Герман кивнул. Он давно уже вычеркнул Анну из памяти, хотя развод дался ему мучительно больно. Но она уже была тенью прошлого.
— Твоя проблема это не Анна и не её измена. Твоя проблема это гиперответственность. Гиперответственность хуже гиперинфляции, уж поверь. Ты ищешь женщину как мерседес покупаешь, сравниваешь цены в десяти салонах, а что там с базовой комплектацией, ОСАГО/КАСКО, есть ли скидки. Уже перестань уметь в логику, Герман Кризберг.
— Мне что, на ваш русский авось полагаться?
— Эмоции, Кризберг! Женщины это эмоции! Нельзя к ним подходить как к тачкам. Мне не жаль подгонять тебе девочек для траха, но ведь ты, сука, даже телефонов не записываешь, каждый раз всё по-новой.
— Нафига мне их телефоны. Мне надо-то раз в два месяца. Я не такой сексуальный маньяк как ты.
— Как ты вообще живёшь... — Данияр недоуменно вздохнул. — Машина ты, Герыч. Ты Оксану помнишь?
— Нет.
— С фиолетовыми волосами и татуировкой на пояснице "Если вы это читаете, то вы меня трахаете."
— А, ну да.
— Знаешь, как она тебя обозвала? Вибратор.
— Это комплимент? — Герман знал, что это не так.
— Нет, не комплимент. Это значит, что она могла на страпоне попрыгать, результат тот же.
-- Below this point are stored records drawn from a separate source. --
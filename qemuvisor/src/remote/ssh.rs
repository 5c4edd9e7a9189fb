//! [`RemoteExecutor`] backed by the host's OpenSSH `ssh`/`scp` binaries.

use std::net::SocketAddrV4;
use std::path::Path;
use std::process::Stdio;

use async_trait::async_trait;
use tokio::process::Command;

use super::RemoteExecutor;
use crate::errors::RemoteError;

const SSH: &str = "ssh";
const SCP: &str = "scp";

/// Options shared by ssh and scp: no host-key checks, no prompts, quiet.
const COMMON_OPTIONS: [&str; 8] = [
    "-o",
    "StrictHostKeyChecking=no",
    "-o",
    "UserKnownHostsFile=/dev/null",
    "-o",
    "LogLevel=error",
    "-o",
    "BatchMode=yes",
];

/// Human-friendly connection command for a forwarded port.
pub fn ssh_command(addr: SocketAddrV4) -> String {
    format!(
        "ssh -o StrictHostKeyChecking=no -p {} root@{}",
        addr.port(),
        addr.ip()
    )
}

/// Wrap `command` so it survives the ssh session closing.
fn detached(command: &str) -> String {
    let quoted = command.replace('\'', r"'\''");
    format!(
        "nohup sh -c '{}' > /dev/null 2> /dev/null < /dev/null &",
        quoted
    )
}

/// Shells out to `ssh`/`scp` against a forwarded address.
#[derive(Debug, Clone, PartialEq, Eq)]
pub struct OpenSshClient {
    addr: SocketAddrV4,
}

impl OpenSshClient {
    pub fn new(addr: SocketAddrV4) -> Self {
        Self { addr }
    }

    pub fn addr(&self) -> SocketAddrV4 {
        self.addr
    }

    fn ssh_args(&self, user: &str, command: &str) -> Vec<String> {
        let mut args: Vec<String> = COMMON_OPTIONS.iter().map(|s| s.to_string()).collect();
        args.extend([
            "-p".to_string(),
            self.addr.port().to_string(),
            format!("{}@{}", user, self.addr.ip()),
            command.to_string(),
        ]);
        args
    }

    fn scp_args(&self, user: &str, local: &Path, remote: &str) -> Vec<String> {
        let mut args: Vec<String> = COMMON_OPTIONS.iter().map(|s| s.to_string()).collect();
        args.extend([
            "-P".to_string(),
            self.addr.port().to_string(),
            local.display().to_string(),
            format!("{}@{}:{}", user, self.addr.ip(), remote),
        ]);
        args
    }

    /// Run `program` and return combined stdout/stderr, or a failure carrying it.
    async fn run(&self, program: &'static str, args: Vec<String>) -> Result<String, RemoteError> {
        tracing::debug!(program, addr = %self.addr, "Running remote operation");

        let output = Command::new(program)
            .args(&args)
            .stdin(Stdio::null())
            .kill_on_drop(true)
            .output()
            .await
            .map_err(|source| RemoteError::Spawn { program, source })?;

        let mut combined = String::from_utf8_lossy(&output.stdout).into_owned();
        combined.push_str(&String::from_utf8_lossy(&output.stderr));

        if output.status.success() {
            Ok(combined)
        } else {
            tracing::debug!(program, status = %output.status, "Remote operation failed");
            Err(RemoteError::Failed {
                program,
                status: output.status.to_string(),
                output: combined,
            })
        }
    }
}

#[async_trait]
impl RemoteExecutor for OpenSshClient {
    async fn run_command(&self, user: &str, command: &str) -> Result<String, RemoteError> {
        self.run(SSH, self.ssh_args(user, command)).await
    }

    async fn run_command_detached(&self, user: &str, command: &str) -> Result<(), RemoteError> {
        self.run(SSH, self.ssh_args(user, &detached(command)))
            .await
            .map(|_| ())
    }

    async fn copy_file(&self, user: &str, local: &Path, remote: &str) -> Result<(), RemoteError> {
        self.run(SCP, self.scp_args(user, local, remote))
            .await
            .map(|_| ())
    }
}

#[cfg(test)]
mod tests {
    use super::*;
    use std::net::Ipv4Addr;

    fn client() -> OpenSshClient {
        OpenSshClient::new(SocketAddrV4::new(Ipv4Addr::new(127, 9, 8, 7), 31337))
    }

    #[test]
    fn test_ssh_command_string() {
        assert_eq!(
            ssh_command(client().addr()),
            "ssh -o StrictHostKeyChecking=no -p 31337 root@127.9.8.7"
        );
    }

    #[test]
    fn test_ssh_args() {
        let args = client().ssh_args("root", "uname -a");
        assert!(args.contains(&"StrictHostKeyChecking=no".to_string()));
        assert!(args.contains(&"BatchMode=yes".to_string()));

        let n = args.len();
        assert_eq!(&args[n - 4..], ["-p", "31337", "root@127.9.8.7", "uname -a"]);
    }

    #[test]
    fn test_scp_args_use_uppercase_port_flag() {
        let args = client().scp_args("user", Path::new("/tmp/a.ko"), "/tmp/module_1.ko");
        let n = args.len();
        assert_eq!(
            &args[n - 4..],
            ["-P", "31337", "/tmp/a.ko", "user@127.9.8.7:/tmp/module_1.ko"]
        );
        assert!(!args.contains(&"-p".to_string()));
    }

    #[test]
    fn test_detached_wrapping() {
        assert_eq!(
            detached("./fuzz --forever"),
            "nohup sh -c './fuzz --forever' > /dev/null 2> /dev/null < /dev/null &"
        );
        assert_eq!(
            detached("echo 'hi'"),
            r"nohup sh -c 'echo '\''hi'\''' > /dev/null 2> /dev/null < /dev/null &"
        );
    }

    #[tokio::test]
    async fn test_unreachable_guest_is_an_error() {
        // Port 1 on loopback: nothing listens, ssh fails fast (or is missing).
        let client = OpenSshClient::new(SocketAddrV4::new(Ipv4Addr::LOCALHOST, 1));
        let err = client.run_command("root", "true").await.unwrap_err();
        assert!(matches!(
            err,
            RemoteError::Failed { .. } | RemoteError::Spawn { .. }
        ));
    }
}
Хоть бы поцеловал.
— Дань, мне эти девчонки побоку. Трахнул и забыл, я и имён не спрашиваю.
Данияр откинулся на стуле и хмыкнул:
— Ты мне веришь, как спецу по женщинам?
Герман тоже хмыкнул, подняв на Данияра мутные от выпитого глаза. Данька был тонким психологом, знатоком женской души, и если он что-то говорил про женщин, надо было прислушаться.
— Так вот. Женщину ты себе найдёшь. Если не будешь искать. Сама найдётся. Когда тебе меньше всего это будет надо. И я буду так великодушен, что даже скажу тебе целых два признака твоей, единственной и неповторимой женщины.
Герман отхлебнул и скривился.
— Ну-ну, жиголо.
— Признак первый. — Данияр улыбнулся улыбкой обольстителя. — Ты начнёшь совершать спонтанные поступки. Не заложенные в твой мозговой органайзер. И второй признак. Ты не захочешь дарить ей цветов. Трахать всю ночь до ломоты в яйцах. Не захочешь петь ей серенады и увозить на Лазурный берег. Ты захочешь её защитить.



* — Счастливо, всего хорошего (нем.)
** — Ты не понимаешь. Всё можно простить, кроме предательства.
   — Иди ты на...й. Не буду я больше с тобой пить. Ты святого зае...шь.